合祀型の永代供養は、ひとつのスペースに複数の遺骨をまとめて納めます。遺骨が区分けされていないため、あとから遺骨を取り出し、改葬をすることはできません。費用はもっとも低く10万円前後で用意することが可能です。

4.お墓+永代供養のセットプラン

最近では、通常のお墓に一定の期間を設け、期間が終了すると合祀として供養される永代供養セット型のお墓プランも登場しています。通常のお墓と同じく墓石の費用がかかるため、新しく墓石を建てる場合は、100〜200万円ほどの費用がかかります。しかし納骨堂であれば、30万円前後で利用可能です。

同じ「永代供養」といっても、その種類によって相場が違うんじゃな!
はい、遺骨を埋葬する形式によって、費用が異なることは覚えておくとよいでしょう。
先生。永代供養料とは別で、お布施も用意しなきゃダメですか?
別で用意しなければならない場合もあれば、永代供養料のなかにお布施が含まれているケースもあります。お寺や霊園の管理者に確認してみてくださいね。

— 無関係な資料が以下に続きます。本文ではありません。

//! URL to PDF conversion.
//!
//! [`Converter`] runs the stages in order for one URL at a time: match,
//! fetch, extract, normalize, compose, render. Every failure stays local to
//! its URL and comes back as [`Outcome::Failed`]; a URL that is not an article
//! is [`Outcome::NotAnArticle`] and costs no request.

use std::path::PathBuf;

use url::Url;

use crate::article::AudioClip;
use crate::compose::compose;
use crate::config::Config;
use crate::extract::{ExtractedPage, extract_page};
#[cfg(feature = "fetch")]
use crate::fetch::HttpClient;
use crate::matcher::{ArticleMatcher, ArticleRoute};
use crate::normalize::{NormalizedArticle, normalize, output_path};
use crate::render::{DocumentInfo, ImageStore, Masthead, RenderJob, Renderer};
#[cfg(feature = "fetch")]
use crate::render::LoadedImage;
use crate::{BroadsheetError, Result};

/// Producer entry of the document metadata.
pub const PRODUCER: &str = concat!("broadsheet ", env!("CARGO_PKG_VERSION"));

/// Result of handling one input line.
#[derive(Debug)]
pub enum Outcome {
    /// A PDF was written.
    Converted {
        path: PathBuf,
        /// Relative output path behind the configured URL prefix.
        display: String,
    },
    /// The line is not an article URL. Nothing was fetched or written.
    NotAnArticle,
    /// Processing stopped at some stage; other URLs are unaffected.
    Failed { error: BroadsheetError },
}

impl Outcome {
    pub fn is_failure(&self) -> bool {
        matches!(self, Outcome::Failed { .. })
    }

    fn from_result(result: Result<(PathBuf, String)>) -> Self {
        match result {
            Ok((path, display)) => Outcome::Converted { path, display },
            Err(error) => Outcome::Failed { error },
        }
    }
}

/// Non-empty, trimmed lines of a URL list.
pub fn url_lines(input: &str) -> impl Iterator<Item = &str> {
    input.lines().map(str::trim).filter(|line| !line.is_empty())
}

/// Converts article URLs into PDF files under the configured directory.
pub struct Converter {
    config: Config,
    matcher: ArticleMatcher,
    renderer: Renderer,
    #[cfg(feature = "fetch")]
    client: HttpClient,
}

impl Converter {
    /// Builds the HTTP client and loads fonts and assets once for the batch.
    pub fn new(config: Config) -> Result<Self> {
        let renderer = Renderer::from_config(&config)?;
        Ok(Self {
            matcher: ArticleMatcher::new(&config.publication.host),
            #[cfg(feature = "fetch")]
            client: HttpClient::new(&config.fetch)?,
            renderer,
            config,
        })
    }

    pub fn config(&self) -> &Config {
        &self.config
    }

    pub fn matcher(&self) -> &ArticleMatcher {
        &self.matcher
    }

    /// Fetches and converts one URL.
    #[cfg(feature = "fetch")]
    pub async fn convert(&self, url: &str) -> Outcome {
        let url = url.trim();
        let Some(route) = self.matcher.route(url) else {
            tracing::debug!(url, "not an article URL");
            return Outcome::NotAnArticle;
        };
        tracing::info!(url, "converting");

        let outcome = Outcome::from_result(self.fetch_and_render(&route, url).await);
        if let Outcome::Failed { error } = &outcome {
            tracing::debug!(url, stage = %error.stage(), "{error}");
        }
        outcome
    }

    #[cfg(feature = "fetch")]
    async fn fetch_and_render(&self, route: &ArticleRoute, url: &str) -> Result<(PathBuf, String)> {
        let raw = self.client.fetch_page(url).await?;
        let (mut job, thumbnail) = self.prepare(route, url, &raw)?;

        if let Some(thumbnail) = thumbnail {
            let bytes = self.client.fetch_bytes(&thumbnail).await?;
            job.images.insert(thumbnail.clone(), LoadedImage::decode(&thumbnail, &bytes)?);
        }

        let path = self.renderer.render(&job)?;
        Ok((path, self.display_path(route)))
    }

    /// Converts an already fetched page. The thumbnail, unless in text-only
    /// mode, must be present in `images` under its URL.
    pub fn convert_page(&self, url: &str, raw: &str, images: &ImageStore) -> Outcome {
        let url = url.trim();
        let Some(route) = self.matcher.route(url) else {
            return Outcome::NotAnArticle;
        };

        Outcome::from_result(self.prepare(&route, url, raw).and_then(|(mut job, thumbnail)| {
            if let Some(thumbnail) = thumbnail {
                if !images.contains(&thumbnail) {
                    return Err(BroadsheetError::Image {
                        source_ref: thumbnail,
                        reason: "thumbnail was not provided".to_string(),
                    });
                }
                job.images = job.images.merged(images);
            }
            let path = self.renderer.render(&job)?;
            Ok((path, self.display_path(&route)))
        }))
    }

    /// Builds the render job for a fetched page. Also returns the thumbnail
    /// URL the job still needs, if any.
    fn prepare(&self, route: &ArticleRoute, url: &str, raw: &str) -> Result<(RenderJob, Option<String>)> {
        let page = extract_page(raw)?;
        let article = normalize(&page.content, self.config.text_only)?;
        let html = compose(&article, self.config.text_only);

        let thumbnail = if self.config.text_only { None } else { article.thumbnail.clone() };
        let job = RenderJob {
            output: output_path(&self.config.output_dir, route),
            html,
            info: document_info(&article),
            text_only: self.config.text_only,
            masthead: Masthead {
                section: article.section.clone(),
                subheadline: page.subheadline.clone(),
                article_url: Some(article.webpage.clone().unwrap_or_else(|| url.to_string())),
            },
            audio: resolve_audio(&page, url),
            images: ImageStore::new(),
        };
        Ok((job, thumbnail))
    }

    fn display_path(&self, route: &ArticleRoute) -> String {
        format!("{}{}", self.config.url_prefix, route.display_path())
    }
}

fn document_info(article: &NormalizedArticle) -> DocumentInfo {
    DocumentInfo {
        title: article.ascii_title.clone(),
        author: article.author.clone(),
        creator: article.creator.clone(),
        producer: PRODUCER.to_string(),
        created: article.published,
        language: article.language.clone(),
        keywords: article.keywords.clone(),
        subject: article.section.clone(),
    }
}

/// The page's audio clip with its source made absolute against the page URL.
fn resolve_audio(page: &ExtractedPage, page_url: &str) -> Option<AudioClip> {
    let clip = page.audio.as_ref()?;
    let src = match Url::parse(&clip.src) {
        Ok(absolute) => absolute.to_string(),
        Err(_) => match Url::parse(page_url).and_then(|base| base.join(&clip.src)) {
            Ok(joined) => joined.to_string(),
            Err(e) => {
                tracing::debug!(src = %clip.src, "dropping unresolvable audio source: {e}");
                return None;
            }
        },
    };
    Some(AudioClip { src, title: clip.title.clone() })
}

#[cfg(test)]
mod tests {
    use super::*;
    use crate::article::ArticleContent;

    #[test]
    fn test_url_lines() {
        let lines: Vec<_> = url_lines("  https://a.test/x  \n\n\t\nhttps://b.test/y\r\n").collect();
        assert_eq!(lines, vec!["https://a.test/x", "https://b.test/y"]);
    }

    #[test]
    fn test_outcome_kinds_are_distinct() {
        assert!(!Outcome::NotAnArticle.is_failure());
        let failed = Outcome::Failed { error: BroadsheetError::Extraction("x".to_string()) };
        assert!(failed.is_failure());
    }

    #[test]
    fn test_producer_names_the_tool() {
        assert!(PRODUCER.starts_with("broadsheet "));
    }

    #[test]
    fn test_resolve_relative_audio() {
        let page = ExtractedPage {
            content: ArticleContent::default(),
            subheadline: None,
            audio: Some(AudioClip { src: "/media/clip.mp3".to_string(), title: "Listen".to_string() }),
        };
        let clip = resolve_audio(&page, "https://www.economist.com/business/2024/05/01/example-slug").unwrap();
        assert_eq!(clip.src, "https://www.economist.com/media/clip.mp3");
    }

    #[test]
    fn test_not_an_article_skips_everything() {
        let tmp = tempfile::TempDir::new().unwrap();
        let config = Config::builder().output_dir(tmp.path()).asset_dir(None).build();
        let converter = Converter::new(config).unwrap();

        let outcome = converter.convert_page("https://example.com/not/an/article", "<html></html>", &ImageStore::new());
        assert!(matches!(outcome, Outcome::NotAnArticle));
        assert_eq!(std::fs::read_dir(tmp.path()).unwrap().count(), 0);
    }

    #[test]
    fn test_extraction_failure_is_reported() {
        let tmp = tempfile::TempDir::new().unwrap();
        let config = Config::builder().output_dir(tmp.path()).asset_dir(None).build();
        let converter = Converter::new(config).unwrap();

        let outcome = converter.convert_page(
            "https://www.economist.com/business/2024/05/01/example-slug",
            "<html><body>no data</body></html>",
            &ImageStore::new(),
        );
        match outcome {
            Outcome::Failed { error } => assert_eq!(error.stage(), crate::Stage::Extract),
            other => panic!("expected failure, got {other:?}"),
        }
    }
}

永代供養のメリット・デメリットを解説。選ぶうえでの注意ポイント

永代供養にもそれぞれ種類があるんじゃな。どのタイプを選ぶか、何か気をつけることはありますか?
はい、それぞれの種類の違いを理解することも大切ですが、永代供養のメリット・デメリットを把握してから決断するようにしましょう。
永代供養のメリット
  • お墓の供養や管理を、寺院や霊園が代わりにおこなってくれる
  • 個別型で墓石を建てる場合以外なら、一般的なお墓より安い
  • 後継者がお墓を引き継ぐ心配がいらない
  • 墓じまいをする必要がない
  • 宗教や宗派に縛られにくい
永代供養のデメリット
  • 一度合祀をすると、あとから改葬ができない
  • 一定期間を経ると合祀されてしまう
  • 家族や親族からの理解が得にくい

永代供養は、お墓の管理や後継者への面倒を考えずに済む供養方法です。集合型や合祀型であれば費用を抑えることができ、墓石を建てる余裕のない方でも選びやすいお墓です。

しかし、永代供養といってもいつまでも個別に納骨されているわけではなく、17回忌や33回忌などあらかじめ定められた期間を経ると、合祀されることがほとんどです。

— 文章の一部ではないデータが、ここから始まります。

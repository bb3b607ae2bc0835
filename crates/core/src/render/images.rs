//! Decoded raster images, keyed by the `src` the markup refers to them by.

use std::collections::HashMap;
use std::path::Path;
use std::sync::Arc;

use image::GenericImageView;

use crate::{BroadsheetError, Result};

/// An image ready to become a PDF XObject: 8-bit RGB samples plus an optional
/// 8-bit alpha plane.
#[derive(Debug, Clone, PartialEq)]
pub struct LoadedImage {
    pub width: u32,
    pub height: u32,
    pub rgb: Vec<u8>,
    pub alpha: Option<Vec<u8>>,
}

impl LoadedImage {
    /// Decodes PNG, JPEG, GIF or WebP bytes.
    ///
    /// `source_ref` only names the image in errors.
    pub fn decode(source_ref: &str, bytes: &[u8]) -> Result<Self> {
        let decoded = image::load_from_memory(bytes)
            .map_err(|e| BroadsheetError::Image { source_ref: source_ref.to_string(), reason: e.to_string() })?;

        let (width, height) = decoded.dimensions();
        if width == 0 || height == 0 {
            return Err(BroadsheetError::Image {
                source_ref: source_ref.to_string(),
                reason: "image has no pixels".to_string(),
            });
        }

        let has_alpha = decoded.color().has_alpha();
        let rgba = decoded.to_rgba8();

        let pixels = (width as usize) * (height as usize);
        let mut rgb = Vec::with_capacity(pixels * 3);
        let mut alpha = Vec::with_capacity(if has_alpha { pixels } else { 0 });
        for px in rgba.pixels() {
            rgb.extend_from_slice(&px.0[..3]);
            if has_alpha {
                alpha.push(px.0[3]);
            }
        }

        let alpha = (has_alpha && alpha.iter().any(|&a| a != u8::MAX)).then_some(alpha);
        Ok(Self { width, height, rgb, alpha })
    }

    pub fn open(path: &Path) -> Result<Self> {
        let bytes = std::fs::read(path)?;
        Self::decode(&path.display().to_string(), &bytes)
    }

    /// Height over width.
    pub fn aspect(&self) -> f32 {
        self.height as f32 / self.width as f32
    }
}

/// Images available to one render, keyed by `src`.
#[derive(Debug, Clone, Default)]
pub struct ImageStore {
    images: HashMap<String, Arc<LoadedImage>>,
}

impl ImageStore {
    pub fn new() -> Self {
        Self::default()
    }

    pub fn insert(&mut self, key: impl Into<String>, image: LoadedImage) {
        self.images.insert(key.into(), Arc::new(image));
    }

    pub fn get(&self, key: &str) -> Option<&Arc<LoadedImage>> {
        self.images.get(key)
    }

    pub fn contains(&self, key: &str) -> bool {
        self.images.contains_key(key)
    }

    pub fn len(&self) -> usize {
        self.images.len()
    }

    pub fn is_empty(&self) -> bool {
        self.images.is_empty()
    }

    /// A store holding both sets; entries of `other` win on key clashes.
    pub fn merged(&self, other: &ImageStore) -> ImageStore {
        let mut images = self.images.clone();
        images.extend(other.images.iter().map(|(k, v)| (k.clone(), Arc::clone(v))));
        ImageStore { images }
    }
}

#[cfg(test)]
pub(crate) fn png_bytes(width: u32, height: u32, rgba: [u8; 4]) -> Vec<u8> {
    let img = image::RgbaImage::from_pixel(width, height, image::Rgba(rgba));
    let mut out = std::io::Cursor::new(Vec::new());
    img.write_to(&mut out, image::ImageFormat::Png).unwrap();
    out.into_inner()
}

一度合祀をしてしまうと、あとから遺骨を取り出すことはできなくなるため、よく考えて決断をすることが大切です。

ちなみに手元に残った『位牌』は、どうしたらいいんじゃろうか?
お寺によりますが、一定期間や長期間『位牌』を預けたのち、お焚き上げされるのが一般的です。

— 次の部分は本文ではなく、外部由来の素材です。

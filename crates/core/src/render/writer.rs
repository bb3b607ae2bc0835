//! PDF serialization of laid-out pages.
//!
//! Pages share one resource dictionary on the page tree. Fonts are written
//! after all pages so only glyphs that were actually drawn end up in the width
//! arrays and `ToUnicode` maps.

use std::collections::{BTreeMap, HashMap};

use chrono::NaiveDateTime;
use lopdf::content::{Content, Operation};
use lopdf::{Dictionary, Document, Object, ObjectId, Stream, StringFormat, dictionary};

use super::fonts::{FontProgram, FontSet, FontSlot, StandardFont, TrueTypeFont};
use super::images::{ImageStore, LoadedImage};
use super::layout::{DrawOp, Page, Rect};
use super::markup::{Rgb, TextStyle};
use super::{PAGE_HEIGHT, PAGE_WIDTH};
use crate::Result;

const PDF_VERSION: &str = "1.7";
const CREATION_DATE_FORMAT: &str = "D:%Y%m%d%H%M%SZ";
const BFCHAR_CHUNK: usize = 100;

/// Values of the document Info dictionary and catalog.
#[derive(Debug, Clone, PartialEq)]
pub struct DocumentInfo {
    pub title: String,
    pub author: String,
    pub creator: String,
    pub producer: String,
    pub created: NaiveDateTime,
    /// Written to the catalog as `/Lang`.
    pub language: String,
    pub keywords: String,
    pub subject: String,
}

/// Glyphs drawn per font slot: code to (character, advance).
type GlyphUsage = BTreeMap<FontSlot, BTreeMap<u16, (char, f32)>>;

struct Writer<'a> {
    doc: Document,
    fonts: &'a FontSet,
    images: &'a ImageStore,
    used_glyphs: GlyphUsage,
    xobjects: HashMap<String, (String, ObjectId)>,
}

/// Builds the PDF object graph for `pages`.
pub fn build_document(pages: &[Page], fonts: &FontSet, images: &ImageStore, info: &DocumentInfo) -> Result<Document> {
    let mut writer = Writer {
        doc: Document::with_version(PDF_VERSION),
        fonts,
        images,
        used_glyphs: GlyphUsage::new(),
        xobjects: HashMap::new(),
    };

    let pages_id = writer.doc.new_object_id();
    let mut kids = Vec::with_capacity(pages.len());
    for page in pages {
        kids.push(Object::Reference(writer.page(page, pages_id)?));
    }

    let resources = writer.resources()?;
    let page_count = i64::try_from(kids.len()).unwrap_or(i64::MAX);
    let tree = dictionary! {
        "Type" => "Pages",
        "Kids" => kids,
        "Count" => page_count,
        "MediaBox" => [0.0, 0.0, PAGE_WIDTH, PAGE_HEIGHT].map(Object::from).to_vec(),
        "Resources" => resources,
    };
    writer.doc.objects.insert(pages_id, Object::Dictionary(tree));

    let mut catalog = dictionary! {
        "Type" => "Catalog",
        "Pages" => pages_id,
    };
    if !info.language.is_empty() {
        catalog.set("Lang", text_string(&info.language));
    }
    let catalog_id = writer.doc.add_object(catalog);

    let info_id = writer.doc.add_object(info_dictionary(info));
    writer.doc.trailer.set("Root", catalog_id);
    writer.doc.trailer.set("Info", info_id);

    let mut doc = writer.doc;
    doc.compress();
    Ok(doc)
}

/// Serializes a built document.
pub fn to_bytes(doc: &mut Document) -> Result<Vec<u8>> {
    let mut bytes = Vec::new();
    doc.save_to(&mut bytes)?;
    Ok(bytes)
}

impl Writer<'_> {
    fn page(&mut self, page: &Page, parent: ObjectId) -> Result<ObjectId> {
        let mut operations = Vec::new();
        let mut annots = Vec::new();

        for op in &page.ops {
            match op {
                DrawOp::Text { x, baseline, text, style, .. } => self.text(&mut operations, *x, *baseline, text, style),
                DrawOp::Image { key, rect } => self.image(&mut operations, key, rect),
                DrawOp::Rule { from, to, thickness, color } => rule(&mut operations, *from, *to, *thickness, *color),
                DrawOp::Link { rect, uri, alt } => {
                    let annot = link_annotation(rect, uri, alt.as_deref());
                    annots.push(Object::Reference(self.doc.add_object(annot)));
                }
            }
        }

        let content = Content { operations }.encode()?;
        let content_id = self.doc.add_object(Stream::new(Dictionary::new(), content));

        let mut dict = dictionary! {
            "Type" => "Page",
            "Parent" => parent,
            "Contents" => content_id,
        };
        if !annots.is_empty() {
            dict.set("Annots", annots);
        }
        Ok(self.doc.add_object(dict))
    }

    fn text(&mut self, ops: &mut Vec<Operation>, x: f32, baseline: f32, text: &str, style: &TextStyle) {
        let segments = self.encode(text, style);
        if segments.is_empty() {
            return;
        }

        let [r, g, b] = style.color.components();
        ops.push(Operation::new("BT", vec![]));
        ops.push(Operation::new("rg", vec![r.into(), g.into(), b.into()]));
        ops.push(Operation::new("Td", vec![x.into(), (PAGE_HEIGHT - baseline).into()]));
        for (slot, bytes) in segments {
            let format = match self.fonts.program(slot) {
                Some(FontProgram::TrueType(_)) => StringFormat::Hexadecimal,
                _ => StringFormat::Literal,
            };
            ops.push(Operation::new("Tf", vec![Object::Name(slot.resource_name().as_bytes().to_vec()), style.size.into()]));
            ops.push(Operation::new("Tj", vec![Object::String(bytes, format)]));
        }
        ops.push(Operation::new("ET", vec![]));
    }

    /// Splits `text` into runs of bytes per font slot, recording used glyphs.
    fn encode(&mut self, text: &str, style: &TextStyle) -> Vec<(FontSlot, Vec<u8>)> {
        let mut segments: Vec<(FontSlot, Vec<u8>)> = Vec::new();
        for ch in text.chars() {
            let glyph = self.fonts.resolve(style.face, ch);
            self.used_glyphs.entry(glyph.slot).or_default().entry(glyph.code).or_insert((glyph.ch, glyph.width));

            let bytes = match self.fonts.program(glyph.slot) {
                Some(FontProgram::TrueType(_)) => glyph.code.to_be_bytes().to_vec(),
                _ => vec![u8::try_from(glyph.code).unwrap_or(b'?')],
            };
            match segments.last_mut() {
                Some((slot, buf)) if *slot == glyph.slot => buf.extend(bytes),
                _ => segments.push((glyph.slot, bytes)),
            }
        }
        segments
    }

    fn image(&mut self, ops: &mut Vec<Operation>, key: &str, rect: &Rect) {
        let Some(name) = self.xobject(key) else {
            tracing::warn!(key, "image missing at write time, leaving it out");
            return;
        };
        let bottom = PAGE_HEIGHT - (rect.y + rect.height);
        ops.push(Operation::new("q", vec![]));
        ops.push(Operation::new(
            "cm",
            vec![rect.width.into(), 0.into(), 0.into(), rect.height.into(), rect.x.into(), bottom.into()],
        ));
        ops.push(Operation::new("Do", vec![Object::Name(name.into_bytes())]));
        ops.push(Operation::new("Q", vec![]));
    }

    /// Resource name of the XObject for `key`, writing it on first use.
    fn xobject(&mut self, key: &str) -> Option<String> {
        if let Some((name, _)) = self.xobjects.get(key) {
            return Some(name.clone());
        }
        let image = self.images.get(key)?;
        let id = image_xobject(&mut self.doc, image);
        let name = format!("Im{}", self.xobjects.len() + 1);
        self.xobjects.insert(key.to_string(), (name.clone(), id));
        Some(name)
    }

    fn resources(&mut self) -> Result<Dictionary> {
        let mut font_dict = Dictionary::new();
        let usage = std::mem::take(&mut self.used_glyphs);
        for (slot, glyphs) in &usage {
            let id = match self.fonts.program(*slot) {
                Some(FontProgram::Standard(font)) => self.doc.add_object(standard_font(font)),
                Some(FontProgram::TrueType(font)) => truetype_font(&mut self.doc, font, glyphs)?,
                None => continue,
            };
            font_dict.set(slot.resource_name(), id);
        }

        let mut xobject_dict = Dictionary::new();
        for (name, id) in self.xobjects.values() {
            xobject_dict.set(name.as_str(), *id);
        }

        let mut resources = dictionary! {
            "ProcSet" => ["PDF", "Text", "ImageC"].map(|name| Object::Name(name.as_bytes().to_vec())).to_vec(),
        };
        if !font_dict.is_empty() {
            resources.set("Font", font_dict);
        }
        if !xobject_dict.is_empty() {
            resources.set("XObject", xobject_dict);
        }
        Ok(resources)
    }
}

fn rule(ops: &mut Vec<Operation>, from: (f32, f32), to: (f32, f32), thickness: f32, color: Rgb) {
    let [r, g, b] = color.components();
    ops.push(Operation::new("q", vec![]));
    ops.push(Operation::new("RG", vec![r.into(), g.into(), b.into()]));
    ops.push(Operation::new("w", vec![thickness.into()]));
    ops.push(Operation::new("m", vec![from.0.into(), (PAGE_HEIGHT - from.1).into()]));
    ops.push(Operation::new("l", vec![to.0.into(), (PAGE_HEIGHT - to.1).into()]));
    ops.push(Operation::new("S", vec![]));
    ops.push(Operation::new("Q", vec![]));
}

fn link_annotation(rect: &Rect, uri: &str, alt: Option<&str>) -> Dictionary {
    let bottom = PAGE_HEIGHT - (rect.y + rect.height);
    let mut annot = dictionary! {
        "Type" => "Annot",
        "Subtype" => "Link",
        "Rect" => [rect.x, bottom, rect.x + rect.width, bottom + rect.height].map(Object::from).to_vec(),
        "Border" => vec![Object::Integer(0); 3],
        "A" => dictionary! {
            "S" => "URI",
            "URI" => Object::string_literal(uri),
        },
    };
    if let Some(alt) = alt.filter(|a| !a.is_empty()) {
        annot.set("Contents", text_string(alt));
    }
    annot
}

fn image_xobject(doc: &mut Document, image: &LoadedImage) -> ObjectId {
    let mut dict = dictionary! {
        "Type" => "XObject",
        "Subtype" => "Image",
        "Width" => i64::from(image.width),
        "Height" => i64::from(image.height),
        "ColorSpace" => "DeviceRGB",
        "BitsPerComponent" => 8,
    };
    if let Some(alpha) = &image.alpha {
        let mask = dictionary! {
            "Type" => "XObject",
            "Subtype" => "Image",
            "Width" => i64::from(image.width),
            "Height" => i64::from(image.height),
            "ColorSpace" => "DeviceGray",
            "BitsPerComponent" => 8,
        };
        let mask_id = doc.add_object(Stream::new(mask, alpha.clone()));
        dict.set("SMask", mask_id);
    }
    doc.add_object(Stream::new(dict, image.rgb.clone()))
}

fn standard_font(font: &StandardFont) -> Dictionary {
    dictionary! {
        "Type" => "Font",
        "Subtype" => "Type1",
        "BaseFont" => font.base_font,
        "Encoding" => "WinAnsiEncoding",
    }
}

/// Writes a Type0 font with an embedded CIDFontType2 descendant and returns the Type0 id.
fn truetype_font(doc: &mut Document, font: &TrueTypeFont, glyphs: &BTreeMap<u16, (char, f32)>) -> Result<ObjectId> {
    let base_font = Object::Name(font.name.as_bytes().to_vec());

    let file_len = i64::try_from(font.data.len()).unwrap_or(i64::MAX);
    let file_id = doc.add_object(Stream::new(dictionary! { "Length1" => file_len }, font.data.clone()));

    // symbolic flag is left clear, italic flag follows the program
    let flags: i64 = if font.italic { 32 | 64 } else { 32 };
    let descriptor_id = doc.add_object(dictionary! {
        "Type" => "FontDescriptor",
        "FontName" => base_font.clone(),
        "Flags" => flags,
        "FontBBox" => font.bbox().iter().map(|v| Object::from(*v)).collect::<Vec<_>>(),
        "ItalicAngle" => if font.italic { -12 } else { 0 },
        "Ascent" => font.ascent(),
        "Descent" => font.descent(),
        "CapHeight" => font.cap_height(),
        "StemV" => 80,
        "FontFile2" => file_id,
    });

    let widths: Vec<Object> = glyphs
        .iter()
        .flat_map(|(gid, (_, width))| [Object::Integer(i64::from(*gid)), Object::Array(vec![Object::from(*width)])])
        .collect();

    let cid_id = doc.add_object(dictionary! {
        "Type" => "Font",
        "Subtype" => "CIDFontType2",
        "BaseFont" => base_font.clone(),
        "CIDSystemInfo" => dictionary! {
            "Registry" => Object::string_literal("Adobe"),
            "Ordering" => Object::string_literal("Identity"),
            "Supplement" => 0,
        },
        "FontDescriptor" => descriptor_id,
        "DW" => 1000,
        "W" => widths,
        "CIDToGIDMap" => "Identity",
    });

    let cmap = to_unicode_cmap(glyphs);
    let cmap_id = doc.add_object(Stream::new(Dictionary::new(), cmap.into_bytes()));

    Ok(doc.add_object(dictionary! {
        "Type" => "Font",
        "Subtype" => "Type0",
        "BaseFont" => base_font,
        "Encoding" => "Identity-H",
        "DescendantFonts" => vec![Object::Reference(cid_id)],
        "ToUnicode" => cmap_id,
    }))
}

fn to_unicode_cmap(glyphs: &BTreeMap<u16, (char, f32)>) -> String {
    let mut cmap = String::from(
        "/CIDInit /ProcSet findresource begin\n12 dict begin\nbegincmap\n\
         /CIDSystemInfo << /Registry (Adobe) /Ordering (UCS) /Supplement 0 >> def\n\
         /CMapName /Adobe-Identity-UCS def\n/CMapType 2 def\n\
         1 begincodespacerange\n<0000> <FFFF>\nendcodespacerange\n",
    );

    let entries: Vec<(u16, char)> = glyphs.iter().map(|(gid, (ch, _))| (*gid, *ch)).collect();
    for chunk in entries.chunks(BFCHAR_CHUNK) {
        cmap.push_str(&format!("{} beginbfchar\n", chunk.len()));
        for (gid, ch) in chunk {
            let mut units = [0u16; 2];
            let hex: String = ch.encode_utf16(&mut units).iter().map(|u| format!("{u:04X}")).collect();
            cmap.push_str(&format!("<{gid:04X}> <{hex}>\n"));
        }
        cmap.push_str("endbfchar\n");
    }

    cmap.push_str("endcmap\nCMapName currentdict /CMap defineresource pop\nend\nend\n");
    cmap
}

fn info_dictionary(info: &DocumentInfo) -> Dictionary {
    let mut dict = Dictionary::new();
    for (key, value) in [
        ("Title", info.title.as_str()),
        ("Author", info.author.as_str()),
        ("Creator", info.creator.as_str()),
        ("Producer", info.producer.as_str()),
        ("Keywords", info.keywords.as_str()),
        ("Subject", info.subject.as_str()),
    ] {
        if !value.is_empty() {
            dict.set(key, text_string(value));
        }
    }
    dict.set("CreationDate", Object::string_literal(info.created.format(CREATION_DATE_FORMAT).to_string()));
    dict
}

/// A PDF text string: literal when ASCII, UTF-16BE with a byte order mark otherwise.
pub fn text_string(value: &str) -> Object {
    if value.is_ascii() {
        return Object::string_literal(value);
    }
    let mut bytes = vec![0xFE, 0xFF];
    for unit in value.encode_utf16() {
        bytes.extend_from_slice(&unit.to_be_bytes());
    }
    Object::String(bytes, StringFormat::Hexadecimal)
}

/// Decodes a PDF text string written by [`text_string`].
pub fn decode_text_string(bytes: &[u8]) -> String {
    match bytes.strip_prefix(&[0xFE, 0xFF]) {
        Some(utf16) => {
            let units: Vec<u16> = utf16.chunks_exact(2).map(|pair| u16::from_be_bytes([pair[0], pair[1]])).collect();
            String::from_utf16_lossy(&units)
        }
        None => bytes.iter().map(|&b| char::from(b)).collect(),
    }
}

「いずれ合祀され、お墓が残らない」という点から、お墓を残したいと思う親族にとってはなかなか理解が得られずトラブルになることがあるかもしれません。必ず親族間でよく話し合い、メリット・デメリットをきちんと共有しておくようにしてくださいね。

なお、永代供養では長期にわたり霊園やお寺が供養をおこうため、必ずしも遺族による法事は必要ありません。

もし遺族が望む場合は、通常のお墓と同様に法事を執りおこなっても問題ありません。永代供養をしながらでも、故人の供養を願い、遺族が集まる機会として法事をすることがあります。

永代供養なら、お墓の管理不要で後継者の心配なく故人を供養できる

永代供養は、お墓離れの進む現代でとてもニーズにあった供養のあり方であるといえます。

永代供養であれば管理する人がいなくなっても無縁墓地として処分されるのではなく、はじめから寺院や霊園に管理を任せることができます。

墓じまいもせずに済むため、永代供養は多方面でメリットを受けることができるでしょう。しかし、ほとんどの永代供養の場合、いずれは合祀をされお墓として、理解をしにくい人々も少なからずいます。

故人のお墓参りをしっかりとしたいと言う人もいるため、故人とご遺族双方の意思を尊重しながら、最適な選択をするようにしてくださいね。